Your objective
Return all of the records below verbatim.

Exercise input

• • • • • • •

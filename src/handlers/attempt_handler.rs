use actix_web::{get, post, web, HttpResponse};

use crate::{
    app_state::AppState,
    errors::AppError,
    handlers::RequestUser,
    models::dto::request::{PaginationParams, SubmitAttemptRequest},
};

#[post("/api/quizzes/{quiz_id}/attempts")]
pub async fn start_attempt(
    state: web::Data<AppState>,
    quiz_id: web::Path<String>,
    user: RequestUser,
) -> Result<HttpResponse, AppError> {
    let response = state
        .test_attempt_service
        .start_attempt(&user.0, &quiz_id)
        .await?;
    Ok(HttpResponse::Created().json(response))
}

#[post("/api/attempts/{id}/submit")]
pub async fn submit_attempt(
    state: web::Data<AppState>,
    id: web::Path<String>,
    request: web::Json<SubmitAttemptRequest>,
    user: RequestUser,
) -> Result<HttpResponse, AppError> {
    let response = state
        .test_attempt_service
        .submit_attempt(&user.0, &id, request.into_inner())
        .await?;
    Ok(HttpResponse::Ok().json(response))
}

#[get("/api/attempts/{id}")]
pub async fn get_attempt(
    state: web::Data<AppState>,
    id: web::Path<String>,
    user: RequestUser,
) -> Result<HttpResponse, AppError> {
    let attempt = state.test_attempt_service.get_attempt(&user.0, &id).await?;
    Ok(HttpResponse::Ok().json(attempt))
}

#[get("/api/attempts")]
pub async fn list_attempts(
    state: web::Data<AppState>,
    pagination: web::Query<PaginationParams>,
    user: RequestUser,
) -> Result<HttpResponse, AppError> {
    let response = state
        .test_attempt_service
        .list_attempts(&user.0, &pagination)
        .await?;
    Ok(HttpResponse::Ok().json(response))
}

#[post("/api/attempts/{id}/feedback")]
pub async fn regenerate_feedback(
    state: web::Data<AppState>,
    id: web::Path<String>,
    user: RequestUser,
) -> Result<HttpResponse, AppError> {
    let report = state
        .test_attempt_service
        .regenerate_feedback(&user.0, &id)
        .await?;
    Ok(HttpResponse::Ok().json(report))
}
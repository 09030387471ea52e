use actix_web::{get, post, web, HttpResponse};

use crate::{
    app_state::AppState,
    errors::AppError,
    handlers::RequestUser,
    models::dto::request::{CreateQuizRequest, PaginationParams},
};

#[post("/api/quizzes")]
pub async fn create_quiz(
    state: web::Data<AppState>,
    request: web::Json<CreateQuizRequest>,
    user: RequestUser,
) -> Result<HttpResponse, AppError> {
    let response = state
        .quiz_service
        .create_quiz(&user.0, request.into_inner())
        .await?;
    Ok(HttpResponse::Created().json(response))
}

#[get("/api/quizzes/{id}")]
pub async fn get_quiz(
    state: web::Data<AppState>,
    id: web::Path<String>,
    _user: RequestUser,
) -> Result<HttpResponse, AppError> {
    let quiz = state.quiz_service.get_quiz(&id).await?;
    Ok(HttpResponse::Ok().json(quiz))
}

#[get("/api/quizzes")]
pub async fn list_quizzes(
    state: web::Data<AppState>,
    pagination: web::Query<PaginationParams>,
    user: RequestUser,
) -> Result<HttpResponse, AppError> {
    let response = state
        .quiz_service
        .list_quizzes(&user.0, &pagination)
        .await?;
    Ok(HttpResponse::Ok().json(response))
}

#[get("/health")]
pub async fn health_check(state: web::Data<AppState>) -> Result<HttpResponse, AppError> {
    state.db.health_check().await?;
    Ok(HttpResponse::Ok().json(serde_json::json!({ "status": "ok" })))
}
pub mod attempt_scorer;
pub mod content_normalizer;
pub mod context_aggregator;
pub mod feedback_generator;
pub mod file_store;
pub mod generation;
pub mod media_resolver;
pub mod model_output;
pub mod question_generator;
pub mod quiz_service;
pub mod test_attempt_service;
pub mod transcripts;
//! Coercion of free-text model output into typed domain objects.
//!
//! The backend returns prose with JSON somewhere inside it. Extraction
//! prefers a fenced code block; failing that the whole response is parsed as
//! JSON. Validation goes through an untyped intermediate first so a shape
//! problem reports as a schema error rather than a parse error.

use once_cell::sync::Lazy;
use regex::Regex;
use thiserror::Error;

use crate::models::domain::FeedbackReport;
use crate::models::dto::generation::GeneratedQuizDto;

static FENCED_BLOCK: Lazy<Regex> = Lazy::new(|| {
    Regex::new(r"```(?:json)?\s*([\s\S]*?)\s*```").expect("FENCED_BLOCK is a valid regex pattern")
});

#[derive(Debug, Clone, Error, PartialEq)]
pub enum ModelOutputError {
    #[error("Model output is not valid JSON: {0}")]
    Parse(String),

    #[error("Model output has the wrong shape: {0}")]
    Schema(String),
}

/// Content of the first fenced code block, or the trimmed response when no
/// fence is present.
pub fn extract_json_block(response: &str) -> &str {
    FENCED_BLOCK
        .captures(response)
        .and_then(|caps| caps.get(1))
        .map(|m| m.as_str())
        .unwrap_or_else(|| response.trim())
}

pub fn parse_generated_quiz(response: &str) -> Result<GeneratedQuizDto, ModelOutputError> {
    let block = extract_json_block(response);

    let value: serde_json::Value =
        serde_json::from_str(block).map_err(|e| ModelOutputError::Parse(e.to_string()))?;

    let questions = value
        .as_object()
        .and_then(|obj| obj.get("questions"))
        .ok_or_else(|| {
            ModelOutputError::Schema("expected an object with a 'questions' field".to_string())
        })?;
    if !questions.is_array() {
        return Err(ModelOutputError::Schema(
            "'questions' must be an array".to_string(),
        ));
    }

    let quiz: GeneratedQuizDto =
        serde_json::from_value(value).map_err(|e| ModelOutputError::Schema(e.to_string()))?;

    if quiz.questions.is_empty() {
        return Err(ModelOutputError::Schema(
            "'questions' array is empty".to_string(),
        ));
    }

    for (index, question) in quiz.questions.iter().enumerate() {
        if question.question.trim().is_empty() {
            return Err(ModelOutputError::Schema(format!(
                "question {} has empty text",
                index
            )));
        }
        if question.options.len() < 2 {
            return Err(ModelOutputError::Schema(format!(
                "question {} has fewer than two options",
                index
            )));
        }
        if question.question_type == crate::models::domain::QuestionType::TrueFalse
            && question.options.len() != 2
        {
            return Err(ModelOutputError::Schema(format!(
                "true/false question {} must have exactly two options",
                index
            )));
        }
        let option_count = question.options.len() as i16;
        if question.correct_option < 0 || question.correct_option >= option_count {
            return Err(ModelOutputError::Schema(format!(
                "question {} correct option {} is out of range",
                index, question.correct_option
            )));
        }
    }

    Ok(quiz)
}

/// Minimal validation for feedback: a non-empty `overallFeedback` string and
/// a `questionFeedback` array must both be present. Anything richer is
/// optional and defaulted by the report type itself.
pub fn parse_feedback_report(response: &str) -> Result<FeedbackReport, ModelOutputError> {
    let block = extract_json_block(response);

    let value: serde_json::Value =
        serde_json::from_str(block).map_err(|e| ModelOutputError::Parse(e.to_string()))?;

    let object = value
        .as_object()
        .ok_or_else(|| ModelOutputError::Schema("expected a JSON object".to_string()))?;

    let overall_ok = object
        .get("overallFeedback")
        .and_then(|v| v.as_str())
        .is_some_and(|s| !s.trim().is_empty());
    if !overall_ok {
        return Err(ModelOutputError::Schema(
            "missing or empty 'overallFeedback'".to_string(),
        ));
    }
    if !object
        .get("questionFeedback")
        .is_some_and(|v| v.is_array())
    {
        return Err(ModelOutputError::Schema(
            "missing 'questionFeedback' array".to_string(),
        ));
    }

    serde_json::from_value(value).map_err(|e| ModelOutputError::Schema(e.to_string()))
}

• • • • • • •

Solved exercise
filename src/handlers/attempt_handler.rs
use actix_web::{get, post, web, HttpResponse};

use crate::{
    app_state::AppState,
    errors::AppError,
    handlers::RequestUser,
    models::dto::request::{PaginationParams, SubmitAttemptRequest},
};

#[post("/api/quizzes/{quiz_id}/attempts")]
pub async fn start_attempt(
    state: web::Data<AppState>,
    quiz_id: web::Path<String>,
    user: RequestUser,
) -> Result<HttpResponse, AppError> {
    let response = state
        .test_attempt_service
        .start_attempt(&user.0, &quiz_id)
        .await?;
    Ok(HttpResponse::Created().json(response))
}

#[post("/api/attempts/{id}/submit")]
pub async fn submit_attempt(
    state: web::Data<AppState>,
    id: web::Path<String>,
    request: web::Json<SubmitAttemptRequest>,
    user: RequestUser,
) -> Result<HttpResponse, AppError> {
    let response = state
        .test_attempt_service
        .submit_attempt(&user.0, &id, request.into_inner())
        .await?;
    Ok(HttpResponse::Ok().json(response))
}

#[get("/api/attempts/{id}")]
pub async fn get_attempt(
    state: web::Data<AppState>,
    id: web::Path<String>,
    user: RequestUser,
) -> Result<HttpResponse, AppError> {
    let attempt = state.test_attempt_service.get_attempt(&user.0, &id).await?;
    Ok(HttpResponse::Ok().json(attempt))
}

#[get("/api/attempts")]
pub async fn list_attempts(
    state: web::Data<AppState>,
    pagination: web::Query<PaginationParams>,
    user: RequestUser,
) -> Result<HttpResponse, AppError> {
    let response = state
        .test_attempt_service
        .list_attempts(&user.0, &pagination)
        .await?;
    Ok(HttpResponse::Ok().json(response))
}

#[post("/api/attempts/{id}/feedback")]
pub async fn regenerate_feedback(
    state: web::Data<AppState>,
    id: web::Path<String>,
    user: RequestUser,
) -> Result<HttpResponse, AppError> {
    let report = state
        .test_attempt_service
        .regenerate_feedback(&user.0, &id)
        .await?;
    Ok(HttpResponse::Ok().json(report))
}
repository 09030387471ea52e
use actix_web::{get, post, web, HttpResponse};

use crate::{
    app_state::AppState,
    errors::AppError,
    handlers::RequestUser,
    models::dto::request::{CreateQuizRequest, PaginationParams},
};

#[post("/api/quizzes")]
pub async fn create_quiz(
    state: web::Data<AppState>,
    request: web::Json<CreateQuizRequest>,
    user: RequestUser,
) -> Result<HttpResponse, AppError> {
    let response = state
        .quiz_service
        .create_quiz(&user.0, request.into_inner())
        .await?;
    Ok(HttpResponse::Created().json(response))
}

#[get("/api/quizzes/{id}")]
pub async fn get_quiz(
    state: web::Data<AppState>,
    id: web::Path<String>,
    _user: RequestUser,
) -> Result<HttpResponse, AppError> {
    let quiz = state.quiz_service.get_quiz(&id).await?;
    Ok(HttpResponse::Ok().json(quiz))
}

#[get("/api/quizzes")]
pub async fn list_quizzes(
    state: web::Data<AppState>,
    pagination: web::Query<PaginationParams>,
    user: RequestUser,
) -> Result<HttpResponse, AppError> {
    let response = state
        .quiz_service
        .list_quizzes(&user.0, &pagination)
        .await?;
    Ok(HttpResponse::Ok().json(response))
}

#[get("/health")]
pub async fn health_check(state: web::Data<AppState>) -> Result<HttpResponse, AppError> {
    state.db.health_check().await?;
    Ok(HttpResponse::Ok().json(serde_json::json!({ "status": "ok" })))
}
pub mod attempt_scorer;
pub mod content_normalizer;
pub mod context_aggregator;
pub mod feedback_generator;
pub mod file_store;
pub mod generation;
pub mod media_resolver;
pub mod model_output;
pub mod question_generator;
pub mod quiz_service;
pub mod test_attempt_service;
pub mod transcripts;
//! Coercion of free-text model output into typed domain objects.
//!
//! The backend returns prose with JSON somewhere inside it. Extraction
//! prefers a fenced code block; failing that the whole response is parsed as
//! JSON. Validation goes through an untyped intermediate first so a shape
//! problem reports as a schema error rather than a parse error.

use once_cell::sync::Lazy;
use regex::Regex;
use thiserror::Error;

use crate::models::domain::FeedbackReport;
use crate::models::dto::generation::GeneratedQuizDto;

static FENCED_BLOCK: Lazy<Regex> = Lazy::new(|| {
    Regex::new(r"```(?:json)?\s*([\s\S]*?)\s*```").expect("FENCED_BLOCK is a valid regex pattern")
});

#[derive(Debug, Clone, Error, PartialEq)]
pub enum ModelOutputError {
    #[error("Model output is not valid JSON: {0}")]
    Parse(String),

    #[error("Model output has the wrong shape: {0}")]
    Schema(String),
}

/// Content of the first fenced code block, or the trimmed response when no
/// fence is present.
pub fn extract_json_block(response: &str) -> &str {
    FENCED_BLOCK
        .captures(response)
        .and_then(|caps| caps.get(1))
        .map(|m| m.as_str())
        .unwrap_or_else(|| response.trim())
}

pub fn parse_generated_quiz(response: &str) -> Result<GeneratedQuizDto, ModelOutputError> {
    let block = extract_json_block(response);

    let value: serde_json::Value =
        serde_json::from_str(block).map_err(|e| ModelOutputError::Parse(e.to_string()))?;

    let questions = value
        .as_object()
        .and_then(|obj| obj.get("questions"))
        .ok_or_else(|| {
            ModelOutputError::Schema("expected an object with a 'questions' field".to_string())
        })?;
    if !questions.is_array() {
        return Err(ModelOutputError::Schema(
            "'questions' must be an array".to_string(),
        ));
    }

    let quiz: GeneratedQuizDto =
        serde_json::from_value(value).map_err(|e| ModelOutputError::Schema(e.to_string()))?;

    if quiz.questions.is_empty() {
        return Err(ModelOutputError::Schema(
            "'questions' array is empty".to_string(),
        ));
    }

    for (index, question) in quiz.questions.iter().enumerate() {
        if question.question.trim().is_empty() {
            return Err(ModelOutputError::Schema(format!(
                "question {} has empty text",
                index
            )));
        }
        if question.options.len() < 2 {
            return Err(ModelOutputError::Schema(format!(
                "question {} has fewer than two options",
                index
            )));
        }
        if question.question_type == crate::models::domain::QuestionType::TrueFalse
            && question.options.len() != 2
        {
            return Err(ModelOutputError::Schema(format!(
                "true/false question {} must have exactly two options",
                index
            )));
        }
        let option_count = question.options.len() as i16;
        if question.correct_option < 0 || question.correct_option >= option_count {
            return Err(ModelOutputError::Schema(format!(
                "question {} correct option {} is out of range",
                index, question.correct_option
            )));
        }
    }

    Ok(quiz)
}

/// Minimal validation for feedback: a non-empty `overallFeedback` string and
/// a `questionFeedback` array must both be present. Anything richer is
/// optional and defaulted by the report type itself.
pub fn parse_feedback_report(response: &str) -> Result<FeedbackReport, ModelOutputError> {
    let block = extract_json_block(response);

    let value: serde_json::Value =
        serde_json::from_str(block).map_err(|e| ModelOutputError::Parse(e.to_string()))?;

    let object = value
        .as_object()
        .ok_or_else(|| ModelOutputError::Schema("expected a JSON object".to_string()))?;

    let overall_ok = object
        .get("overallFeedback")
        .and_then(|v| v.as_str())
        .is_some_and(|s| !s.trim().is_empty());
    if !overall_ok {
        return Err(ModelOutputError::Schema(
            "missing or empty 'overallFeedback'".to_string(),
        ));
    }
    if !object
        .get("questionFeedback")
        .is_some_and(|v| v.is_array())
    {
        return Err(ModelOutputError::Schema(
            "missing 'questionFeedback' array".to_string(),
        ));
    }

    serde_json::from_value(value).map_err(|e| ModelOutputError::Schema(e.to_string()))
}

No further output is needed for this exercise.